Toujours est-il que dans un contexte où les consommateurs sont en
attente de produits durables, la communication doit avant tout respecter
le principe de véracité.
En matière de communication automobile responsable, une autre erreur
serait de penser que la communication sur le produit innovant et
exemplaire constitue la panacée.
Et si Toyota et Honda relient leur discours, centré sur l’innovation et la
technique, aux attentes de l’opinion publique en matière de respect de
l’environnement, la forte demande d’information des consommateurs
oblige désormais les constructeurs investis dans une démarche de
développement durable à faire savoir leurs efforts pour diminuer leur
impact environnemental à tous les stades de la vie du produit.
Certains constructeurs généralistes ont d’ailleurs opté pour la création de
« labels écologiques et économiques » afin de donner de la visibilité à leur
offre et témoigner de la prise en compte de l’impact écologique à tous les
moments du cycle de vie du produit.
Néanmoins, à termes, il parait souhaitable qu’un seul et unique label
écologique soit délivré par un organisme indépendant, reconnu par les
gouvernements et les instances européennes, comme c’est le cas pour
EURONCAP en matière de sécurité.
Le développement d’une automobilité durable ainsi que la résolution des
crises écologiques et énergétiques pourraient en effet être un moyen pour
l’Europe de regagner la confiance de l’opinion publique.
Les instances européennes devraient jouer un rôle majeur dans les années
à venir en matière de réduction des émissions de gaz à effet de serre et
autres substances polluantes. La norme Euro 5 applicable dès 2009
9. imposera aux constructeurs d’équiper les moteurs diesel de filtres à
particules alors qu’une directive prévoit de ramener le niveau des
émissions de CO2 à 120 grammes pour les véhicules neufs dès 2012.
Toutefois, le réchauffement climatique étant un problème mondial, la
démarche européenne gagnerait en efficacité en nouant un dialogue avec
les autres régions du monde, pour donner du sens à son action.
Dans la perspective d’une rupture énergétique, la plupart des
constructeurs accordent des budgets conséquents à la recherche et
développement, et ce, depuis plusieurs décennies.

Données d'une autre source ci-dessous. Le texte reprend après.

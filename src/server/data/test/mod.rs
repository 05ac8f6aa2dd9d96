mod notice;
mod research_paper;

Un des aspects de la communication automobile responsable est d’ailleurs
la valorisation de la compétence des personnels et de l’expérience de
« l’ingénieur responsable » pour tendre vers le véhicule propre ultime.

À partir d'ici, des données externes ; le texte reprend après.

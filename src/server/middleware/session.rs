//! Type-safe session management wrappers.
//!
//! Each struct wraps the same underlying `tower_sessions::Session` but exposes only the
//! operations relevant to its concern:
//! - `AuthSession` - Whether (and as whom) the admin is logged in
//! - `FlashSession` - One-shot messages shown on the next rendered page

use tower_sessions::Session;

use crate::{
    model::api::{FlashLevel, FlashMessageDto},
    server::error::AppError,
};

// Session key constants
const SESSION_AUTH_ADMIN: &str = "auth:admin";
const SESSION_FLASH_MESSAGES: &str = "flash:messages";

/// Authentication session management.
pub struct AuthSession<'a> {
    session: &'a Session,
}

impl<'a> AuthSession<'a> {
    pub fn new(session: &'a Session) -> Self {
        Self { session }
    }

    /// Marks the session as logged in for the given admin username.
    ///
    /// The session ID is cycled first so a pre-login session ID cannot be reused.
    ///
    /// # Returns
    /// - `Ok(())` - Admin stored in session
    /// - `Err(AppError::SessionErr(_))` - Failed to store in session
    pub async fn set_admin(&self, username: &str) -> Result<(), AppError> {
        self.session.cycle_id().await?;
        self.session
            .insert(SESSION_AUTH_ADMIN, username.to_string())
            .await?;
        Ok(())
    }

    /// Retrieves the logged-in admin username.
    ///
    /// # Returns
    /// - `Ok(Some(username))` - Admin is logged in
    /// - `Ok(None)` - Anonymous visitor
    /// - `Err(AppError::SessionErr(_))` - Failed to access session
    pub async fn get_admin(&self) -> Result<Option<String>, AppError> {
        Ok(self.session.get::<String>(SESSION_AUTH_ADMIN).await?)
    }

    pub async fn is_authenticated(&self) -> Result<bool, AppError> {
        Ok(self.get_admin().await?.is_some())
    }

    /// Clears all data from the session, including queued flash messages.
    pub async fn clear(&self) {
        self.session.clear().await;
    }
}

/// Flash message queue stored in the session.
pub struct FlashSession<'a> {
    session: &'a Session,
}

impl<'a> FlashSession<'a> {
    pub fn new(session: &'a Session) -> Self {
        Self { session }
    }

    /// Appends a message to the queue.
    pub async fn push(&self, level: FlashLevel, message: impl Into<String>) -> Result<(), AppError> {
        let mut messages: Vec<FlashMessageDto> = self
            .session
            .get(SESSION_FLASH_MESSAGES)
            .await?
            .unwrap_or_default();

        messages.push(FlashMessageDto {
            level,
            message: message.into(),
        });

        self.session.insert(SESSION_FLASH_MESSAGES, messages).await?;
        Ok(())
    }

    pub async fn success(&self, message: impl Into<String>) -> Result<(), AppError> {
        self.push(FlashLevel::Success, message).await
    }

    pub async fn danger(&self, message: impl Into<String>) -> Result<(), AppError> {
        self.push(FlashLevel::Danger, message).await
    }

    /// Removes and returns all queued messages, oldest first.
    pub async fn take(&self) -> Result<Vec<FlashMessageDto>, AppError> {
        let messages = self
            .session
            .remove(SESSION_FLASH_MESSAGES)
            .await?
            .unwrap_or_default();
        Ok(messages)
    }
}
use super::*;

/// Tests deleting a member by ID.
///
/// Verifies that the member and its research links are removed.
///
/// Expected: Ok(true) with member and links deleted
#[tokio::test]
async fn deletes_member_and_links() -> Result<(), DbErr> {
    let test = TestBuilder::new().with_club_tables().build().await.unwrap();
    let db = test.db.as_ref().unwrap();

    let member = factory::member::MemberFactory::new(db)
        .links(["https://a.example", "https://b.example"])
        .build()
        .await?;

    let deleted = MemberRepository::new(db).delete(member.id).await?;

    assert!(deleted);
    assert!(entity::prelude::Member::find_by_id(member.id)
        .one(db)
        .await?
        .is_none());

    let link_count = entity::prelude::MemberResearchLink::find()
        .filter(entity::member_research_link::Column::MemberId.eq(member.id))
        .count(db)
        .await?;
    assert_eq!(link_count, 0);

    Ok(())
}

/// Tests deleting a member that does not exist.
///
/// Expected: Ok(false) and other members untouched
#[tokio::test]
async fn ignores_nonexistent_member() -> Result<(), DbErr> {
    let test = TestBuilder::new().with_club_tables().build().await.unwrap();
    let db = test.db.as_ref().unwrap();

    let member = factory::member::create_member(db).await?;

    let deleted = MemberRepository::new(db).delete(member.id + 100).await?;

    assert!(!deleted);
    assert_eq!(entity::prelude::Member::find().count(db).await?, 1);

    Ok(())
}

Dans une démarche de développement durable, il est en effet primordial
de mettre en avant le processus de progression permanente dans lequel
l’entreprise est engagée.
La crédibilité des constructeurs automobiles japonais en matière de
développement durable est alimentée par le fait que cette démarche fait
partie intégrante de la culture japonaise et chez Toyota, un mot, le
Kaizen, désigne même ce processus.
Preuve que la sensibilisation au respect de l’environnement est au centre
des stratégies des constructeurs et des attentes des consommateurs,
l’argument environnemental s’est peu à peu déplacé dans le domaine de
la compétition automobile.
Honda a été l’un des tous premiers constructeurs à exploiter le terrain de
la compétition pour sensibiliser les parties prenantes de l’entreprise au
problème du réchauffement climatique.
L’utilisation de l’argument environnemental dans le cadre d’un
engagement en compétition automobile peut en effet apparaître comme
un facteur de différenciation en plus d’être un moyen de faire progresser
10. les mentalités… ainsi que la recherche et donc les performances
environnementales des véhicules grand public.

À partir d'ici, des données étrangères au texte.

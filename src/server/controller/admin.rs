use axum::{extract::State, http::StatusCode, response::IntoResponse, Json};
use tower_sessions::Session;

use crate::{
    model::{api::ErrorDto, page::AdminDashboardDto},
    server::{
        error::AppError,
        middleware::{auth::Admin, session::FlashSession},
        model::{member::Member, notice::Notice, research_paper::ResearchPaper},
        service::{
            member::MemberService, notice::NoticeService, research_paper::ResearchPaperService,
        },
        state::AppState,
    },
};

/// Tag for grouping admin endpoints in OpenAPI documentation
pub static ADMIN_TAG: &str = "admin";

/// Admin dashboard.
///
/// Lists every member, notice and research paper, newest first, together with the
/// flash messages left by the last admin action.
///
/// # Access Control
/// - `Admin` - Anonymous visitors are redirected to `/login`
#[utoipa::path(
    get,
    path = "/admin",
    tag = ADMIN_TAG,
    responses(
        (status = 200, description = "Admin dashboard", body = AdminDashboardDto),
        (status = 303, description = "Not logged in, redirect to the login page"),
        (status = 500, description = "Internal server error", body = ErrorDto)
    ),
)]
pub async fn dashboard(
    _admin: Admin,
    State(state): State<AppState>,
    session: Session,
) -> Result<impl IntoResponse, AppError> {
    let members = MemberService::new(&state.db).get_all().await?;
    let notices = NoticeService::new(&state.db).get_all().await?;
    let research = ResearchPaperService::new(&state.db).get_all().await?;
    let flash = FlashSession::new(&session).take().await?;

    Ok((
        StatusCode::OK,
        Json(AdminDashboardDto {
            members: members.into_iter().map(Member::into_dto).collect(),
            notices: notices.into_iter().map(Notice::into_dto).collect(),
            research: research.into_iter().map(ResearchPaper::into_dto).collect(),
            flash,
        }),
    ))
}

Le sport automobile devient alors un vecteur d’expression de l’innovation,
au service de l’environnement… et de la performance pour répondre à une
demande de conciliation entre plaisir de conduire et sauvegarde de la
planète.
En l’absence de solutions totalement propres, Toyota et Honda apportent
une réponse à une demande contradictoire de conciliation entre plaisir
automobile et respect de l’environnement. Cette réponse repose en partie
sur une sensibilisation de « l’automobiliste tout-puissant », pour favoriser
une éco-citoyenneté et définir une responsabilité environnementale
partagée.
Mais en définitive, l’émergence d’une production et d’une consommation
plus responsables permettant aux générations futures d’accéder à une
automobilité durable devrait être conditionnée par l’apparition
d’innovations technologiques majeures.